- **PROVIDED MATERIAL**:
//! Tick validation and display derivations.
//!
//! All functions here are pure. `trend` and `animation_state` compare the
//! price against the previous accepted tick for the same symbol, while
//! `display_color` only looks at the tick's own `change` (versus previous
//! close). The two can disagree and are kept independent.

use crate::error::ValidationError;
use crate::format::{format_percent, format_signed_usd, format_usd};
use crate::tick::{
    AnimationState, DisplayColor, EnrichedRecord, FormattedPrice, PriceUpdate, RawTick, Trend,
};
use chrono::{DateTime, Utc};

/// Validate an inbound update into a `RawTick`.
///
/// Requires a non-empty symbol and finite price, change, change percent and
/// day range. Price must not be negative.
pub fn validate_tick(update: PriceUpdate) -> Result<RawTick, ValidationError> {
    let symbol = update
        .symbol
        .map(|s| s.trim().to_string())
        .filter(|s| !s.is_empty())
        .ok_or(ValidationError::MissingSymbol)?;

    let price = require_finite("price", update.price)?;
    if price < 0.0 {
        return Err(ValidationError::NegativePrice(price));
    }

    Ok(RawTick {
        symbol,
        price,
        change: require_finite("change", update.change)?,
        change_percent: require_finite("changePercent", update.change_percent)?,
        day_high: require_finite("dayHigh", update.day_high)?,
        day_low: require_finite("dayLow", update.day_low)?,
        source_timestamp: update.source_timestamp.unwrap_or_default(),
        source_id: update.source_id,
        ingest_timestamp: update.ingest_timestamp.unwrap_or_default(),
    })
}

fn require_finite(field: &'static str, value: Option<f64>) -> Result<f64, ValidationError> {
    match value {
        None => Err(ValidationError::MissingField(field)),
        Some(v) if !v.is_finite() => Err(ValidationError::NonFinite { field, value: v }),
        Some(v) => Ok(v),
    }
}

/// Direction of the price versus the previous tick.
pub fn trend(current: &RawTick, previous: Option<&RawTick>) -> Trend {
    let Some(previous) = previous else {
        return Trend::Unknown;
    };
    if current.price > previous.price {
        Trend::Up
    } else if current.price < previous.price {
        Trend::Down
    } else {
        Trend::Neutral
    }
}

/// Pulse for this update cycle. There is no decay timer: the value holds
/// until the next tick for the symbol recomputes it.
pub fn animation_state(current: &RawTick, previous: Option<&RawTick>) -> AnimationState {
    match trend(current, previous) {
        Trend::Unknown => AnimationState::Idle,
        Trend::Up => AnimationState::FlashGreen,
        Trend::Down => AnimationState::FlashRed,
        Trend::Neutral => AnimationState::Updating,
    }
}

/// Color class from the tick's own change field.
pub fn display_color(tick: &RawTick) -> DisplayColor {
    if tick.change > 0.0 {
        DisplayColor::Gain
    } else if tick.change < 0.0 {
        DisplayColor::Loss
    } else {
        DisplayColor::Neutral
    }
}

/// Display strings. `change_percent` is a whole-number percentage and is
/// scaled to a ratio before percent formatting.
pub fn format_tick(tick: &RawTick) -> FormattedPrice {
    FormattedPrice {
        price: format_usd(tick.price),
        change: format_signed_usd(tick.change),
        change_percent: format_percent(tick.change_percent / 100.0),
        high: format_usd(tick.day_high),
        low: format_usd(tick.day_low),
    }
}

/// Build the enriched record for `tick`, given the previous accepted tick for
/// the same symbol.
pub fn enrich(
    tick: RawTick,
    previous: Option<&RawTick>,
    received_at: DateTime<Utc>,
) -> EnrichedRecord {
    EnrichedRecord {
        previous_price: previous.map(|p| p.price),
        trend: trend(&tick, previous),
        animation_state: animation_state(&tick, previous),
        display_color: display_color(&tick),
        last_updated: received_at,
        formatted: format_tick(&tick),
        tick,
    }
}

- **YOUR ASSIGNMENT**:
Write out each line above containing "value".

- **PROBLEM SOLUTION**:
fn require_finite(field: &'static str, value: Option<f64>) -> Result<f64, ValidationError> {
    match value {
        Some(v) if !v.is_finite() => Err(ValidationError::NonFinite { field, value: v }),
/// Pulse for this update cycle. There is no decay timer: the value holds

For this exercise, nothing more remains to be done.